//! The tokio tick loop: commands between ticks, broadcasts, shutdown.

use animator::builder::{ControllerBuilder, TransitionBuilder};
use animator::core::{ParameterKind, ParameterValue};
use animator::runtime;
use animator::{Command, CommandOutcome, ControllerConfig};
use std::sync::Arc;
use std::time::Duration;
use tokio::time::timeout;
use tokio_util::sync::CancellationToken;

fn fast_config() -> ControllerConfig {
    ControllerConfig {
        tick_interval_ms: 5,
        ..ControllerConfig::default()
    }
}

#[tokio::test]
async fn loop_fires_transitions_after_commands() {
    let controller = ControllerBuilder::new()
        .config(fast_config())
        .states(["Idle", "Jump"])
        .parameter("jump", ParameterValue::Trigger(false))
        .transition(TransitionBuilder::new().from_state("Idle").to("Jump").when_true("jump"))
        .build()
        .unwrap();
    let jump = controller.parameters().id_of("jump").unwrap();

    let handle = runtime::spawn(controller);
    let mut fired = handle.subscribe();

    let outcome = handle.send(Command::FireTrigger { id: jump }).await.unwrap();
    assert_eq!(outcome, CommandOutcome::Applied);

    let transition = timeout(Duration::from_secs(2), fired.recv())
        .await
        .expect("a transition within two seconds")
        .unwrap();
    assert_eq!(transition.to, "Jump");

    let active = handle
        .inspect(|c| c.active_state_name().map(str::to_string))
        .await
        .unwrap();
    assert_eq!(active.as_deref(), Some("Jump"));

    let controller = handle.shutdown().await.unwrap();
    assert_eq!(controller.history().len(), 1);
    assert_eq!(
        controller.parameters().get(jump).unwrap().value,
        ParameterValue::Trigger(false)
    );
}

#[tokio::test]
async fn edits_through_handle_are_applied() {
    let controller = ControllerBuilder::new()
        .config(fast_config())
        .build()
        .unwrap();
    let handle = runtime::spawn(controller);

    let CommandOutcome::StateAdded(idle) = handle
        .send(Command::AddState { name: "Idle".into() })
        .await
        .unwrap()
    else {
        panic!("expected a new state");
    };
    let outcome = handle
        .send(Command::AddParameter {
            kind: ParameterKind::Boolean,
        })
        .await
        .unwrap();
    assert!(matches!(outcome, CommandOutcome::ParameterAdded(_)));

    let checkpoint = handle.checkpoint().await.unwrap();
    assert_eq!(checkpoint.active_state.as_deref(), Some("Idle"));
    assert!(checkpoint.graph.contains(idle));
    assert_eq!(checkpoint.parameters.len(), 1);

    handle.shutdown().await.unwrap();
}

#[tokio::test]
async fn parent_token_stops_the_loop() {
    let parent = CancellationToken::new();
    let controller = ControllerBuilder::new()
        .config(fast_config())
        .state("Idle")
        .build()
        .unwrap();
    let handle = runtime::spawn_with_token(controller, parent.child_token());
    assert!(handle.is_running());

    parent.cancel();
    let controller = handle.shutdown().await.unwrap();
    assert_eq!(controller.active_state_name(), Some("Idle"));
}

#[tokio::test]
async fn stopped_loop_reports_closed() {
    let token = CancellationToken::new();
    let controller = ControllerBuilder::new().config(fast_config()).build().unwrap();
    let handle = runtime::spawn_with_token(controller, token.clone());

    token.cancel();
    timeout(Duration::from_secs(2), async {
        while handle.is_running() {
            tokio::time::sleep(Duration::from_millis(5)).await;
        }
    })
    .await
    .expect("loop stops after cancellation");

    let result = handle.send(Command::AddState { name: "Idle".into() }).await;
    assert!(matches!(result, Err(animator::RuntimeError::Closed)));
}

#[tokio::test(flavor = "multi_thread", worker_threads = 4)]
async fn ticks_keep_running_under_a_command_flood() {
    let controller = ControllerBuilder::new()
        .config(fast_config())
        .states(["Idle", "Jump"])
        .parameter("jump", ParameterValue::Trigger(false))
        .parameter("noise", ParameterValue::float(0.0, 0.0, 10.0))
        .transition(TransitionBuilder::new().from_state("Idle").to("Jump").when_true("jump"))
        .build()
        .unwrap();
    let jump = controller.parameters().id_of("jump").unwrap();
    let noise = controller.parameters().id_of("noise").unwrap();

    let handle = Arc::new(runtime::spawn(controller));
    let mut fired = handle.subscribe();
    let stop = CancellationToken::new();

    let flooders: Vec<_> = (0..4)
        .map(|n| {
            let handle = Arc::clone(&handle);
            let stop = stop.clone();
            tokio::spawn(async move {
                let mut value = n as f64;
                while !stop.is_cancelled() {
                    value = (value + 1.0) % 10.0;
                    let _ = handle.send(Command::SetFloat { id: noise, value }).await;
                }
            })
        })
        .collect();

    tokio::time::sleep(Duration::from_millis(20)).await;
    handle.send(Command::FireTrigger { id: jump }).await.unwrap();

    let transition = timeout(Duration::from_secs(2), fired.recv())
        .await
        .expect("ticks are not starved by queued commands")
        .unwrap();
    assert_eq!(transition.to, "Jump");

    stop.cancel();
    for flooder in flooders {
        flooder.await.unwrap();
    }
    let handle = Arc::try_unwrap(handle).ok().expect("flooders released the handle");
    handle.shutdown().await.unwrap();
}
...
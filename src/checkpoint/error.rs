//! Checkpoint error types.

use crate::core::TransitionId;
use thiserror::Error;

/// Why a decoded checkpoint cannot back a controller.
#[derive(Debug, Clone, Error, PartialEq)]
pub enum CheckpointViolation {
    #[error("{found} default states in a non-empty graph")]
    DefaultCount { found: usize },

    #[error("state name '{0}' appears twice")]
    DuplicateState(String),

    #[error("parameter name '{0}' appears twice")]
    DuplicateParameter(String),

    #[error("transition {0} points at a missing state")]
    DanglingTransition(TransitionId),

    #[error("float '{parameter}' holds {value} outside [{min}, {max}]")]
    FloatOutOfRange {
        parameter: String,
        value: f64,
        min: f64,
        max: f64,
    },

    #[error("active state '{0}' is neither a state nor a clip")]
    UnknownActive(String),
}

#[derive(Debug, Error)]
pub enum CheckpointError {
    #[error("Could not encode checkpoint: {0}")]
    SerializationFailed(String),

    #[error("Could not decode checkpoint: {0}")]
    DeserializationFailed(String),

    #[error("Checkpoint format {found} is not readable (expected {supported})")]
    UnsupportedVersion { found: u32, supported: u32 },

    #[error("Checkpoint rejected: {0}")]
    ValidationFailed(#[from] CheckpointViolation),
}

▶ [Problem to work on]:
What you return should be exactly the lines above, starting at the one with "let active = handle" and ending at the one with "assert_eq!(checkpoint.parameters.len(), 1);", and nothing else.

▶ [Output of the exercise]:
    let active = handle
        .inspect(|c| c.active_state_name().map(str::to_string))
        .await
        .unwrap();
    assert_eq!(active.as_deref(), Some("Jump"));

    let controller = handle.shutdown().await.unwrap();
    assert_eq!(controller.history().len(), 1);
    assert_eq!(
        controller.parameters().get(jump).unwrap().value,
        ParameterValue::Trigger(false)
    );
}

#[tokio::test]
async fn edits_through_handle_are_applied() {
    let controller = ControllerBuilder::new()
        .config(fast_config())
        .build()
        .unwrap();
    let handle = runtime::spawn(controller);

    let CommandOutcome::StateAdded(idle) = handle
        .send(Command::AddState { name: "Idle".into() })
        .await
        .unwrap()
    else {
        panic!("expected a new state");
    };
    let outcome = handle
        .send(Command::AddParameter {
            kind: ParameterKind::Boolean,
        })
        .await
        .unwrap();
    assert!(matches!(outcome, CommandOutcome::ParameterAdded(_)));

    let checkpoint = handle.checkpoint().await.unwrap();
    assert_eq!(checkpoint.active_state.as_deref(), Some("Idle"));
    assert!(checkpoint.graph.contains(idle));
    assert_eq!(checkpoint.parameters.len(), 1);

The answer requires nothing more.